Upland rice a cross between yielding Asian, disease-resistant African varieties

Farmers weed a field of Upland rice in Rongo, Migori County. (Photo: Stanley Ongwae/Standard)

With recent breakthrough in development of the New Rice for Africa (Nerica) for upland production systems and the high demand for rice, farmers from Western region are now embracing the venture, which gained popularity in India and Southeast Asia.

Over 100 million people now depend on the rice as their staple food. The Upland rice is grown in rain-fed fields prepared and seeded when dry, much like wheat or maize in mixed farming systems without irrigation and puddling.

This rice is a cross between varieties of high-yielding Asian rice and the robust and disease-resistant African rice.

Nearly 20 million hectares of the world’s rice growing areas are planted to upland rice. About 60 per cent is in Asia, 30 per cent in Latin America, and 10 per cent in Africa.

Upland rice farming is considered an important initiative in attaining the goal of rice sufficiency in Kenya, as it provides an opportunity for food availability, income and nutrition in the household and the community in general.

A number of farmers have shown interest in growing upland rice but they do not have a ready source of information on production of the variety and how to tackle the new challenges.

The increase in world rice production over the past decades resulted from successes in research and the transfer of modern technology. These successes had no effect on upland rice production.

Upland rice is mono-cropped or inter-cropped in favoured environments with long growing seasons. It may be planted in sequence with other upland crops. Upland rice is more tolerant to fluctuations in water availability and temperature than rice grown under a flooded culture.

The crop is prone to soil erosion, water unavailability, grows in dry areas, favourable to climate change; the ecosystem is extremely diverse, including fields that are level, gently rolling or steep, at altitudes of up to 2,000 metres and with rainfall ranging from 1,000 to 4,500mm annually. Soils range from highly fertile to highly weathered, infertile and acidic. In many countries it grows on rolling hills.

Rice is a cereal and thus supplies carbohydrates to human diets. Often, legumes are preferred food crops for inter-cropping because they have high protein content and enrich the soil by fixing nitrogen.

About 70 per cent of Asia’s upland rice areas have made the transition to permanent systems where rice is grown every year and is closely integrated with other crops and livestock.

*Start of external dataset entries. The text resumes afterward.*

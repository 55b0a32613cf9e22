use std::collections::BTreeMap;
use std::fmt;

use crate::cohort::{Cohort, SpeciesId};

use super::range::MeasureRange;

/// Order in which a basal-area target walks the selected cohorts.
#[derive(Debug, Clone, Copy, PartialEq, Eq, Hash)]
pub enum DistributionOrder {
    /// Largest diameters first.
    FromAbove,
    /// Smallest diameters first.
    FromBelow,
    /// The same fraction from every selected cohort.
    Distributed,
}

impl DistributionOrder {
    pub fn from_tag(tag: &str) -> Option<Self> {
        match tag {
            "A" => Some(Self::FromAbove),
            "B" => Some(Self::FromBelow),
            "D" => Some(Self::Distributed),
            _ => None,
        }
    }

    pub fn tag(self) -> char {
        match self {
            Self::FromAbove => 'A',
            Self::FromBelow => 'B',
            Self::Distributed => 'D',
        }
    }
}

/// What to remove from a cohort matched by a range.
#[derive(Debug, Clone, Copy, PartialEq)]
pub enum RemovalSpec {
    TreeCount(u32),
    /// Thin the stand down to `basal_area` m²/ha, walking cohorts in `order`.
    Residual {
        order: DistributionOrder,
        basal_area: f64,
    },
}

impl fmt::Display for RemovalSpec {
    fn fmt(&self, f: &mut fmt::Formatter<'_>) -> fmt::Result {
        match self {
            Self::TreeCount(n) => write!(f, "({n})"),
            Self::Residual { order, basal_area } => write!(f, "({}-{basal_area})", order.tag()),
        }
    }
}

#[derive(Debug, Clone, Copy, PartialEq, Eq)]
pub enum CohortMeasure {
    Diameter,
    Age,
}

impl CohortMeasure {
    pub fn of(self, cohort: &Cohort) -> f64 {
        match self {
            Self::Diameter => cohort.diameter,
            Self::Age => f64::from(cohort.age),
        }
    }
}

#[derive(Debug, Clone, PartialEq)]
pub struct RangeEntry {
    pub range: MeasureRange,
    pub removal: Option<RemovalSpec>,
}

/// Matches the cohorts of one species against a list of values and ranges.
#[derive(Debug, Clone, PartialEq)]
pub struct CohortSelector {
    measure: CohortMeasure,
    entries: Vec<RangeEntry>,
}

impl CohortSelector {
    pub fn new(measure: CohortMeasure, entries: Vec<RangeEntry>) -> Self {
        Self { measure, entries }
    }

    pub fn measure(&self) -> CohortMeasure {
        self.measure
    }

    pub fn entries(&self) -> &[RangeEntry] {
        &self.entries
    }

    /// The entry that selects `cohort`. Exact values are checked before ranges,
    /// so a single value listed inside a wider range keeps its own specifier.
    pub fn select(&self, cohort: &Cohort) -> Option<&RangeEntry> {
        let value = self.measure.of(cohort);
        self.entries
            .iter()
            .filter(|e| e.range.is_single())
            .chain(self.entries.iter().filter(|e| !e.range.is_single()))
            .find(|e| e.range.contains(value))
    }

    pub fn selects(&self, cohort: &Cohort) -> bool {
        self.select(cohort).is_some()
    }

    pub fn has_tree_counts(&self) -> bool {
        self.removals()
            .any(|r| matches!(r, RemovalSpec::TreeCount(_)))
    }

    pub fn removals(&self) -> impl Iterator<Item = &RemovalSpec> + '_ {
        self.entries.iter().filter_map(|e| e.removal.as_ref())
    }
}

/// Per-species cohort selectors of one cut.
#[derive(Debug, Clone, Default, PartialEq)]
pub struct SpeciesSelectors {
    by_species: BTreeMap<SpeciesId, CohortSelector>,
}

impl SpeciesSelectors {
    pub fn new() -> Self {
        Self::default()
    }

    pub fn insert(&mut self, species: SpeciesId, selector: CohortSelector) {
        self.by_species.insert(species, selector);
    }

    pub fn get(&self, species: SpeciesId) -> Option<&CohortSelector> {
        self.by_species.get(&species)
    }

    pub fn selects(&self, cohort: &Cohort) -> bool {
        self.get(cohort.species)
            .map_or(false, |selector| selector.selects(cohort))
    }

    pub fn iter(&self) -> impl Iterator<Item = (SpeciesId, &CohortSelector)> + '_ {
        self.by_species.iter().map(|(id, selector)| (*id, selector))
    }

    pub fn is_empty(&self) -> bool {
        self.by_species.is_empty()
    }

    pub fn removals(&self) -> impl Iterator<Item = &RemovalSpec> + '_ {
        self.by_species.values().flat_map(|s| s.removals())
    }
}

#[cfg(test)]
mod tests {
    use super::*;

    fn cohort(diameter: f64, age: u16) -> Cohort {
        Cohort {
            species: SpeciesId::new(0),
            age,
            diameter,
            trees: 50,
            basal_area: 1.0,
        }
    }

    #[test]
    fn exact_value_wins_over_enclosing_range() {
        let selector = CohortSelector::new(
            CohortMeasure::Diameter,
            vec![
                RangeEntry {
                    range: MeasureRange::new(10.0, 30.0),
                    removal: Some(RemovalSpec::TreeCount(5)),
                },
                RangeEntry {
                    range: MeasureRange::single(20.0),
                    removal: Some(RemovalSpec::TreeCount(9)),
                },
            ],
        );
        let entry = selector.select(&cohort(20.0, 40)).unwrap();
        assert_eq!(entry.removal, Some(RemovalSpec::TreeCount(9)));
        let entry = selector.select(&cohort(21.0, 40)).unwrap();
        assert_eq!(entry.removal, Some(RemovalSpec::TreeCount(5)));
        assert!(selector.select(&cohort(35.0, 40)).is_none());
    }

    #[test]
    fn age_measure_reads_cohort_age() {
        let selector = CohortSelector::new(
            CohortMeasure::Age,
            vec![RangeEntry {
                range: MeasureRange::new(40.0, 60.0),
                removal: None,
            }],
        );
        assert!(selector.selects(&cohort(5.0, 45)));
        assert!(!selector.selects(&cohort(45.0, 5)));
    }

    #[test]
    fn unknown_species_is_not_selected() {
        let mut selectors = SpeciesSelectors::new();
        selectors.insert(
            SpeciesId::new(3),
            CohortSelector::new(
                CohortMeasure::Diameter,
                vec![RangeEntry {
                    range: MeasureRange::new(0.0, 100.0),
                    removal: None,
                }],
            ),
        );
        assert!(!selectors.selects(&cohort(20.0, 10)));
    }

    #[test]
    fn removal_spec_displays_in_config_syntax() {
        let residual = RemovalSpec::Residual {
            order: DistributionOrder::FromAbove,
            basal_area: 35.5,
        };
        assert_eq!(residual.to_string(), "(A-35.5)");
        assert_eq!(RemovalSpec::TreeCount(20).to_string(), "(20)");
    }
}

Of the 143.5 million hectares of world rice area, about 19.1 million hectares are planted to upland rice. Of this, 10.7 million hectares is in Asia, 6.1 million in Latin America, and 2.3 million in Africa. About 75 per cent of rice area in Latin America and 50 per cent in Africa is upland rice.

Inter-cropping upland rice is most common on subsistence farms in Southeast Asia and is also being embraced in Kenya.

Many crops are inter-cropped with upland rice, depending on length of growing period and farmer preference. Rice and maize is the most popular system for Asian uplands.